Things continue apace 'round the old hacienda. The Wife and I found four unclaimed minutes the other night and sat down together to compare and triple-check the schedules and day-planners which both steer and document the sordid slow-motion car wrecks known as our respective lives, and as we worked through the final week of October we both looked up with surprise and alarm.

"We seem to have nothing happening on Friday, October 26."

We blinked at each other, then again checked the schedules.

"That has to be a screw-up. We've must've forgotten something."

As it turns out, it's an actual hole in the schedule, an event so rare and bizarre these days that it hits us like a solar eclipse must have hit the earliest cavemen to look up to the sky with any awareness. This shit just does not happen in our lives: our daily schedule for the next run of months always looks like the flight log for O'Hare Airport.

Last night, for example, I had to get my daughter to her dance class from 4:30-5:30, The Wife woke (she worked the night shift that evening before) showered and met me at the dance class at 5 pm so that I could then get home in time to eat and feed the rest of the crew and then get to my 6 pm Leadership Meeting for Cub Scouts. The Wife brought the daughter home from dance, made sure eldest son was packed and ready to be picked up for Boy Scouts starting at 7 pm, and the The Wife left for work as the neighborhood teen babysitter chick came over to watch TV with my younger ones. I got home at 8:30, checked homework and bathing, got the younger crew in bed as son returned from Scouts, then I helped him with homework and got him into bed, then I dove into the 28 emails which had arrived since I had walked away from the computer that afternoon, plus tried to prep for a conference call from LA coming in at midnight local time. Took the call, scribbled notes, and then researched some producer leads and contacts til 1:30 am when it was time to call it a day.

That's what passes for a "slow Monday" 'round here these days. Most days we have more kid activities running in those evening hours. Example-- tonight I have three overlapping events (two different kids at two different locations for football practice while I am at a Little League board meeting, electing new officers).

Now, some people like to sit on their asses and judge from afar, saying "well, you need to learn to say 'no' sometime." I understand what they mean, but I also understand what I mean when I say fuck that in response. In my mind, laziness is as much a learned (and reinforced habit) as it is anything, and it becomes a lot easier to do the allegedly impossible at precisely the moment you fully and totally commit to just doing it.
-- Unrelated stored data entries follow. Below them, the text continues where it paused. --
//! Contract surfaces used by the swap engine.

use alloy::sol;

sol! {
    #[derive(Debug, PartialEq, Eq)]
    interface IERC20 {
        function decimals() external view returns (uint8);
        function balanceOf(address account) external view returns (uint256);
        function allowance(address owner, address spender) external view returns (uint256);
        function approve(address spender, uint256 amount) external returns (bool);
    }

    #[derive(Debug, PartialEq, Eq)]
    interface IUniswapV2Router02 {
        function swapExactTokensForTokens(uint256 amountIn, uint256 amountOutMin, address[] calldata path, address to, uint256 deadline) external returns (uint256[] memory amounts);
        function swapExactETHForTokens(uint256 amountOutMin, address[] calldata path, address to, uint256 deadline) external payable returns (uint256[] memory amounts);
        function swapExactTokensForETH(uint256 amountIn, uint256 amountOutMin, address[] calldata path, address to, uint256 deadline) external returns (uint256[] memory amounts);
    }
}
//! Single swap attempt, end to end.
//!
//! The executor resolves the route and amounts, runs the balance and allowance
//! preconditions, submits the router call and waits for it to be mined. Errors never
//! escape [`SwapExecutor::execute`]: each one becomes a `Failed` outcome on the attempt.

use std::sync::Arc;

use alloy::{
    network::TransactionBuilder,
    primitives::{Address, U256},
    rpc::types::TransactionRequest,
    sol_types::SolCall,
};
use dashmap::DashMap;
use log::{info, warn};

use super::{
    abi::IUniswapV2Router02, read_decimals, to_base_units, to_human, AllowanceManager,
    BalanceGuard, PathResolver,
};
use crate::{
    constants::{DEFAULT_DEADLINE_SECONDS, DEFAULT_SWAP_GAS_LIMIT, NATIVE_DECIMALS},
    models::{
        ApprovalOutcome, ApprovalPolicy, Asset, ConfirmationPolicy, EntryPoint, SwapAttempt,
        SwapError, SwapIntent, SwapOutcome, SwapRoute,
    },
    services::{provider::EvmProviderTrait, signer::WalletSigner},
    utils::{deadline_from_now, wait_for_receipt, ConfirmationError},
};

/// Settings shared by every attempt of a run.
#[derive(Debug, Clone)]
pub struct SwapExecutorConfig {
    pub router: Address,
    /// Seconds between submission time and the router deadline.
    pub deadline_seconds: i64,
    /// Fixed gas limit for approvals and swaps; `None` lets the node estimate.
    pub gas_limit: Option<u64>,
    pub confirmation: ConfirmationPolicy,
    pub approval_policy: ApprovalPolicy,
    pub native_placeholder: Option<Address>,
}

impl SwapExecutorConfig {
    pub fn new(router: Address) -> Self {
        Self {
            router,
            deadline_seconds: DEFAULT_DEADLINE_SECONDS,
            gas_limit: Some(DEFAULT_SWAP_GAS_LIMIT),
            confirmation: ConfirmationPolicy::default(),
            approval_policy: ApprovalPolicy::default(),
            native_placeholder: None,
        }
    }
}

pub struct SwapExecutor<P>
where
    P: EvmProviderTrait,
{
    provider: Arc<P>,
    config: SwapExecutorConfig,
    balance_guard: BalanceGuard<P>,
    allowance_manager: AllowanceManager<P>,
    path_resolver: PathResolver,
    decimals_cache: DashMap<Address, u8>,
}

impl<P> SwapExecutor<P>
where
    P: EvmProviderTrait,
{
    pub fn new(provider: Arc<P>, config: SwapExecutorConfig) -> Self {
        Self {
            balance_guard: BalanceGuard::new(Arc::clone(&provider)),
            allowance_manager: AllowanceManager::new(
                Arc::clone(&provider),
                config.approval_policy,
                config.confirmation,
                config.gas_limit,
            ),
            path_resolver: PathResolver::new(config.native_placeholder),
            decimals_cache: DashMap::new(),
            provider,
            config,
        }
    }

    /// Runs one attempt and returns it in a terminal state.
    pub async fn execute(
        &self,
        signer: &WalletSigner,
        intent: &SwapIntent,
        index: u32,
    ) -> SwapAttempt {
        let mut attempt = SwapAttempt::new(signer.address(), index);
        let result = self.run_attempt(signer, intent, &mut attempt).await;
        finish_attempt(&mut attempt, result);
        attempt
    }

    /// Drives `attempt` through approval, submission and confirmation.
    ///
    /// Progress is recorded on `attempt` as it happens, so a caller that abandons this
    /// future still sees how far the attempt got. The router call is sent at most once.
    pub async fn run_attempt(
        &self,
        signer: &WalletSigner,
        intent: &SwapIntent,
        attempt: &mut SwapAttempt,
    ) -> Result<(), SwapError> {
        let owner = signer.address();

        // Pure check first so an impossible intent never touches the chain.
        let route = self.path_resolver.resolve(&intent.input, &intent.output)?;

        let decimals = self.input_decimals(&intent.input).await?;
        let amount_in = to_base_units(&intent.amount, decimals)?;
        if amount_in.is_zero() {
            return Err(SwapError::InvalidIntent(format!(
                "amount {} is zero",
                intent.amount
            )));
        }

        self.check_balance(owner, &intent.input, amount_in).await?;

        if let Asset::Token { address, .. } = intent.input {
            let outcome = self
                .allowance_manager
                .ensure_allowance(signer, self.config.router, address, amount_in)
                .await?;
            if let ApprovalOutcome::Approved {
                tx_hash,
                block_number,
            } = outcome
            {
                attempt.advance(SwapOutcome::Approved {
                    tx_hash,
                    block_number,
                });
            }
        }

        let min_amount_out = intent.min_amount_out(amount_in);
        if !intent.is_protected() {
            warn!("[{}] Swapping without slippage protection", owner);
        }
        let deadline = deadline_from_now(self.config.deadline_seconds);

        info!(
            "[{}] Swapping {} for {} via {} (min out {}, deadline {})",
            owner,
            describe_amount(&intent.input.with_decimals(decimals), amount_in),
            intent.output,
            route.entry_point,
            min_amount_out,
            deadline
        );

        let mut tx = TransactionRequest::default()
            .with_from(owner)
            .with_to(self.config.router)
            .with_input(encode_swap(&route, amount_in, min_amount_out, owner, deadline));
        if route.entry_point.is_payable() {
            tx = tx.with_value(amount_in);
        }
        if let Some(gas_limit) = self.config.gas_limit {
            tx = tx.with_gas_limit(gas_limit);
        }

        let tx_hash = self.provider.send_transaction(signer, tx).await?;
        attempt.advance(SwapOutcome::Submitted { tx_hash });
        info!("[{}] Swap submitted: {}", owner, tx_hash);

        let receipt = wait_for_receipt(
            self.provider.as_ref(),
            tx_hash,
            self.config.confirmation.timeout,
            self.config.confirmation.poll_interval,
        )
        .await
        .map_err(|e| match e {
            ConfirmationError::Timeout { .. } => SwapError::SwapTimeout(e.to_string()),
            ConfirmationError::Provider(err) => SwapError::from(err),
        })?;

        if !receipt.success {
            return Err(SwapError::SubmitOrConfirm(format!(
                "swap {tx_hash} reverted"
            )));
        }

        attempt.advance(SwapOutcome::Confirmed {
            tx_hash,
            block_number: receipt.block_number.unwrap_or_default(),
        });
        Ok(())
    }

    /// Decimals of the input asset: configured value, then cache, then `decimals()`.
    async fn input_decimals(&self, asset: &Asset) -> Result<u8, SwapError> {
        let address = match asset {
            Asset::Native => return Ok(NATIVE_DECIMALS),
            Asset::Token {
                decimals: Some(decimals),
                ..
            } => return Ok(*decimals),
            Asset::Token { address, .. } => *address,
        };

        if let Some(decimals) = self.decimals_cache.get(&address) {
            return Ok(*decimals);
        }

        let decimals = read_decimals(self.provider.as_ref(), address)
            .await
            .map_err(|e| {
                SwapError::from_provider(e, |msg| {
                    SwapError::InvalidIntent(format!("cannot read decimals: {msg}"))
                })
            })?;
        self.decimals_cache.insert(address, decimals);
        Ok(decimals)
    }

    async fn check_balance(
        &self,
        owner: Address,
        asset: &Asset,
        required: U256,
    ) -> Result<(), SwapError> {
        match self.balance_guard.check_sufficient(owner, asset, required).await {
            Ok(true) => Ok(()),
            Ok(false) => {
                let balance = self
                    .balance_guard
                    .balance_of(owner, asset)
                    .await
                    .map(|b| b.to_string())
                    .unwrap_or_else(|_| "unknown".to_string());
                Err(SwapError::InsufficientBalance(format!(
                    "{owner} holds {balance} of {asset}, needs {required}"
                )))
            }
            Err(e) if e.is_unavailable() => Err(SwapError::from(e)),
            // The check is advisory; the chain still rejects an underfunded swap.
            Err(e) => {
                warn!("[{}] Balance check skipped: {}", owner, e);
                Ok(())
            }
        }
    }
}

fn encode_swap(
    route: &SwapRoute,
    amount_in: U256,
    min_amount_out: U256,
    recipient: Address,
    deadline: U256,
) -> Vec<u8> {
    let path = route.path.clone();
    match route.entry_point {
        EntryPoint::TokenToToken => IUniswapV2Router02::swapExactTokensForTokensCall {
            amountIn: amount_in,
            amountOutMin: min_amount_out,
            path,
            to: recipient,
            deadline,
        }
        .abi_encode(),
        EntryPoint::NativeToToken => IUniswapV2Router02::swapExactETHForTokensCall {
            amountOutMin: min_amount_out,
            path,
            to: recipient,
            deadline,
        }
        .abi_encode(),
        EntryPoint::TokenToNative => IUniswapV2Router02::swapExactTokensForETHCall {
            amountIn: amount_in,
            amountOutMin: min_amount_out,
            path,
            to: recipient,
            deadline,
        }
        .abi_encode(),
    }
}

/// Records the result of [`SwapExecutor::run_attempt`] on the attempt and logs the outcome.
pub fn finish_attempt(attempt: &mut SwapAttempt, result: Result<(), SwapError>) {
    if let Err(err) = result {
        attempt.fail(err.kind(), err.to_string());
    }
    log_attempt(attempt);
}

/// One log line per attempt: wallet, index and outcome.
pub fn log_attempt(attempt: &SwapAttempt) {
    match &attempt.outcome {
        SwapOutcome::Failed { .. } | SwapOutcome::Unknown { .. } => warn!(
            "[{}] Swap #{} {}",
            attempt.wallet, attempt.index, attempt.outcome
        ),
        _ => info!(
            "[{}] Swap #{} {}",
            attempt.wallet, attempt.index, attempt.outcome
        ),
    }
}

/// Human-readable form of an amount of `asset`, for logs.
pub fn describe_amount(asset: &Asset, amount: U256) -> String {
    match asset {
        Asset::Native => format!("{} native", to_human(amount, NATIVE_DECIMALS)),
        Asset::Token {
            address,
            decimals: Some(decimals),
        } => format!("{} of {}", to_human(amount, *decimals), address),
        Asset::Token { address, .. } => format!("{amount} base units of {address}"),
    }
}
By any rational measure, "screenwriting" as a career goal is an almost impossible task. The odds are long, the best opportunities few and often camouflaged, and the encouragement rare and fleeting. At any given moment one could do an objective analysis and legitimately decide that the entire pursuit is pointless and doomed. In fact, the entire situation is so hopeless that only the truly demented have the stomach to endure the trek.

Which is precisely why I launch myself into impossible duties and insane loads of activities. That screwy intensity — that relentless ferocious dedication to doing that glorious thing which everyone else was too damned frightened or lazy even to dream — is the only way I've found to making the impossible come true.

-=-=-=-


Here's to the crazy ones.
The misfits. The rebels. The troublemakers. The round pegs in the square holes.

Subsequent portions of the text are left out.